§ **TASK TO CARRY OUT**: Nothing in the entries should be altered. Write them out in full.
··· MATERIAL SUPPLIED ···
//! Effect and sampler jobs, and the completion records workers send back.
//!
//! Jobs are queued and reordered only on the coordination thread. Workers
//! receive an immutable request, and answer with a [`JobCompletion`] pushed
//! through an unbounded channel that the session drains.

use std::fmt;

use serde::{Deserialize, Serialize};
use synthclone_core::{JobId, Sample, SampleChannelCount, SampleRate, Zone, ZoneId};
use tokio::sync::mpsc::UnboundedSender;
use tokio_util::sync::CancellationToken;

/// What a sampler job does.
#[derive(
    Debug, Clone, Copy, PartialEq, Eq, Hash, Serialize, Deserialize, strum::Display,
)]
#[serde(rename_all = "snake_case")]
pub enum SamplerJobType {
    /// Record the zone's dry sample.
    #[strum(to_string = "sample")]
    Sample,
    /// Play back the dry sample.
    #[strum(to_string = "play dry sample")]
    PlayDrySample,
    /// Play back the wet sample.
    #[strum(to_string = "play wet sample")]
    PlayWetSample,
}

/// Run the effect chain over a zone's dry sample.
#[derive(Debug, Clone, Copy, PartialEq, Eq)]
pub struct EffectJob {
    pub zone: ZoneId,
}

/// Ask the sampler to record or play a zone.
#[derive(Debug, Clone, Copy, PartialEq, Eq)]
pub struct SamplerJob {
    pub kind: SamplerJobType,
    pub zone: ZoneId,
}

/// Either kind of job.
#[derive(Debug, Clone, Copy, PartialEq, Eq)]
pub enum Job {
    Effect(EffectJob),
    Sampler(SamplerJob),
}

impl Job {
    /// Zone the job works on.
    pub fn zone(&self) -> ZoneId {
        match self {
            Self::Effect(job) => job.zone,
            Self::Sampler(job) => job.zone,
        }
    }
}

/// Everything a sampler needs to run a job.
#[derive(Debug, Clone)]
pub struct SamplerJobRequest {
    pub job: JobId,
    pub kind: SamplerJobType,
    /// Snapshot of the zone when the job started.
    pub zone: Zone,
    pub sample_rate: Option<SampleRate>,
    pub channels: SampleChannelCount,
    /// Cancelled when the session aborts the job.
    pub cancel: CancellationToken,
}

/// How a job ended.
#[derive(Debug, Clone, PartialEq)]
pub enum JobOutcome {
    /// A dry sample was recorded.
    Sampled(Sample),
    /// Playback finished.
    Played,
    /// The effect chain produced a wet sample.
    EffectsApplied(Sample),
    Failed(String),
    /// The worker stopped after an abort request.
    Aborted,
}

/// Immutable record a worker pushes when a job ends.
#[derive(Debug, Clone, PartialEq)]
pub struct JobCompletion {
    pub job: JobId,
    /// Distinguishes restarts of the same job.
    pub attempt: u64,
    pub outcome: JobOutcome,
}

/// Sends the result of one job back to the session.
///
/// Every method consumes the reporter, so a job is answered at most once. A
/// reporter dropped without an answer reports the job as failed.
pub struct JobReporter {
    job: JobId,
    attempt: u64,
    sender: Option<UnboundedSender<JobCompletion>>,
}

impl JobReporter {
    pub(crate) fn new(job: JobId, attempt: u64, sender: UnboundedSender<JobCompletion>) -> Self {
        Self {
            job,
            attempt,
            sender: Some(sender),
        }
    }

    /// Job this reporter answers for.
    pub fn job(&self) -> JobId {
        self.job
    }

    pub fn sampled(self, sample: Sample) {
        self.finish(JobOutcome::Sampled(sample));
    }

    pub fn played(self) {
        self.finish(JobOutcome::Played);
    }

    pub fn effects_applied(self, sample: Sample) {
        self.finish(JobOutcome::EffectsApplied(sample));
    }

    pub fn failed(self, message: impl Into<String>) {
        self.finish(JobOutcome::Failed(message.into()));
    }

    /// Acknowledge an abort request.
    pub fn aborted(self) {
        self.finish(JobOutcome::Aborted);
    }

    pub(crate) fn finish(mut self, outcome: JobOutcome) {
        self.send(outcome);
    }

    fn send(&mut self, outcome: JobOutcome) {
        let Some(sender) = self.sender.take() else {
            return;
        };
        let completion = JobCompletion {
            job: self.job,
            attempt: self.attempt,
            outcome,
        };
        if sender.send(completion).is_err() {
            tracing::debug!(target: "jobs", job = %self.job, "session is gone, dropping completion");
        }
    }
}

impl Drop for JobReporter {
    fn drop(&mut self) {
        if self.sender.is_some() {
            tracing::warn!(target: "jobs", job = %self.job, "job reporter dropped without an answer");
            self.send(JobOutcome::Failed("worker dropped the job".into()));
        }
    }
}

impl fmt::Debug for JobReporter {
    fn fmt(&self, f: &mut fmt::Formatter<'_>) -> fmt::Result {
        f.debug_struct("JobReporter")
            .field("job", &self.job)
            .field("attempt", &self.attempt)
            .field("answered", &self.sender.is_none())
            .finish()
    }
}

#[cfg(test)]
mod tests {
    use super::*;
    use tokio::sync::mpsc;

    #[test]
    fn test_reporter_sends_one_completion() {
        let (tx, mut rx) = mpsc::unbounded_channel();
        let reporter = JobReporter::new(JobId::new(9), 1, tx);
        assert_eq!(reporter.job(), JobId::new(9));
        reporter.played();

        let completion = rx.try_recv().unwrap();
        assert_eq!(completion.job, JobId::new(9));
        assert_eq!(completion.outcome, JobOutcome::Played);
        assert!(rx.try_recv().is_err());
    }

    #[test]
    fn test_dropped_reporter_fails_the_job() {
        let (tx, mut rx) = mpsc::unbounded_channel();
        drop(JobReporter::new(JobId::new(4), 2, tx));

        let completion = rx.try_recv().unwrap();
        assert_eq!(completion.job, JobId::new(4));
        assert_eq!(completion.attempt, 2);
        assert_eq!(
            completion.outcome,
            JobOutcome::Failed("worker dropped the job".into())
        );
        assert!(rx.try_recv().is_err());
    }
}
···
§ **OUTPUT BELOW**:
//! Effect and sampler jobs, and the completion records workers send back.
//!
//! Jobs are queued and reordered only on the coordination thread. Workers
//! receive an immutable request, and answer with a [`JobCompletion`] pushed
//! through an unbounded channel that the session drains.

use std::fmt;

use serde::{Deserialize, Serialize};
use synthclone_core::{JobId, Sample, SampleChannelCount, SampleRate, Zone, ZoneId};
use tokio::sync::mpsc::UnboundedSender;
use tokio_util::sync::CancellationToken;

/// What a sampler job does.
#[derive(
    Debug, Clone, Copy, PartialEq, Eq, Hash, Serialize, Deserialize, strum::Display,
)]
#[serde(rename_all = "snake_case")]
pub enum SamplerJobType {
    /// Record the zone's dry sample.
    #[strum(to_string = "sample")]
    Sample,
    /// Play back the dry sample.
    #[strum(to_string = "play dry sample")]
    PlayDrySample,
    /// Play back the wet sample.
    #[strum(to_string = "play wet sample")]
    PlayWetSample,
}

/// Run the effect chain over a zone's dry sample.
#[derive(Debug, Clone, Copy, PartialEq, Eq)]
pub struct EffectJob {
    pub zone: ZoneId,
}

/// Ask the sampler to record or play a zone.
#[derive(Debug, Clone, Copy, PartialEq, Eq)]
pub struct SamplerJob {
    pub kind: SamplerJobType,
    pub zone: ZoneId,
}

/// Either kind of job.
#[derive(Debug, Clone, Copy, PartialEq, Eq)]
pub enum Job {
    Effect(EffectJob),
    Sampler(SamplerJob),
}

impl Job {
    /// Zone the job works on.
    pub fn zone(&self) -> ZoneId {
        match self {
            Self::Effect(job) => job.zone,
            Self::Sampler(job) => job.zone,
        }
    }
}

/// Everything a sampler needs to run a job.
#[derive(Debug, Clone)]
pub struct SamplerJobRequest {
    pub job: JobId,
    pub kind: SamplerJobType,
    /// Snapshot of the zone when the job started.
    pub zone: Zone,
    pub sample_rate: Option<SampleRate>,
    pub channels: SampleChannelCount,
    /// Cancelled when the session aborts the job.
    pub cancel: CancellationToken,
}

/// How a job ended.
#[derive(Debug, Clone, PartialEq)]
pub enum JobOutcome {
    /// A dry sample was recorded.
    Sampled(Sample),
    /// Playback finished.
    Played,
    /// The effect chain produced a wet sample.
    EffectsApplied(Sample),
    Failed(String),
    /// The worker stopped after an abort request.
    Aborted,
}

/// Immutable record a worker pushes when a job ends.
#[derive(Debug, Clone, PartialEq)]
pub struct JobCompletion {
    pub job: JobId,
    /// Distinguishes restarts of the same job.
    pub attempt: u64,
    pub outcome: JobOutcome,
}

/// Sends the result of one job back to the session.
///
/// Every method consumes the reporter, so a job is answered at most once. A
/// reporter dropped without an answer reports the job as failed.
pub struct JobReporter {
    job: JobId,
    attempt: u64,
    sender: Option<UnboundedSender<JobCompletion>>,
}

impl JobReporter {
    pub(crate) fn new(job: JobId, attempt: u64, sender: UnboundedSender<JobCompletion>) -> Self {
        Self {
            job,
            attempt,
            sender: Some(sender),
        }
    }

    /// Job this reporter answers for.
    pub fn job(&self) -> JobId {
        self.job
    }

    pub fn sampled(self, sample: Sample) {
        self.finish(JobOutcome::Sampled(sample));
    }

    pub fn played(self) {
        self.finish(JobOutcome::Played);
    }

    pub fn effects_applied(self, sample: Sample) {
        self.finish(JobOutcome::EffectsApplied(sample));
    }

    pub fn failed(self, message: impl Into<String>) {
        self.finish(JobOutcome::Failed(message.into()));
    }

    /// Acknowledge an abort request.
    pub fn aborted(self) {
        self.finish(JobOutcome::Aborted);
    }

    pub(crate) fn finish(mut self, outcome: JobOutcome) {
        self.send(outcome);
    }

    fn send(&mut self, outcome: JobOutcome) {
        let Some(sender) = self.sender.take() else {
            return;
        };
        let completion = JobCompletion {
            job: self.job,
            attempt: self.attempt,
            outcome,
        };
        if sender.send(completion).is_err() {
            tracing::debug!(target: "jobs", job = %self.job, "session is gone, dropping completion");
        }
    }
}

impl Drop for JobReporter {
    fn drop(&mut self) {
        if self.sender.is_some() {
            tracing::warn!(target: "jobs", job = %self.job, "job reporter dropped without an answer");
            self.send(JobOutcome::Failed("worker dropped the job".into()));
        }
    }
}

impl fmt::Debug for JobReporter {
    fn fmt(&self, f: &mut fmt::Formatter<'_>) -> fmt::Result {
        f.debug_struct("JobReporter")
            .field("job", &self.job)
            .field("attempt", &self.attempt)
            .field("answered", &self.sender.is_none())
            .finish()
    }
}

#[cfg(test)]
mod tests {
    use super::*;
    use tokio::sync::mpsc;

    #[test]
    fn test_reporter_sends_one_completion() {
        let (tx, mut rx) = mpsc::unbounded_channel();
        let reporter = JobReporter::new(JobId::new(9), 1, tx);
        assert_eq!(reporter.job(), JobId::new(9));
        reporter.played();

        let completion = rx.try_recv().unwrap();
        assert_eq!(completion.job, JobId::new(9));
        assert_eq!(completion.outcome, JobOutcome::Played);
        assert!(rx.try_recv().is_err());
    }

    #[test]
    fn test_dropped_reporter_fails_the_job() {
        let (tx, mut rx) = mpsc::unbounded_channel();
        drop(JobReporter::new(JobId::new(4), 2, tx));

        let completion = rx.try_recv().unwrap();
        assert_eq!(completion.job, JobId::new(4));
        assert_eq!(completion.attempt, 2);
        assert_eq!(
            completion.outcome,
            JobOutcome::Failed("worker dropped the job".into())
        );
        assert!(rx.try_recv().is_err());
    }
}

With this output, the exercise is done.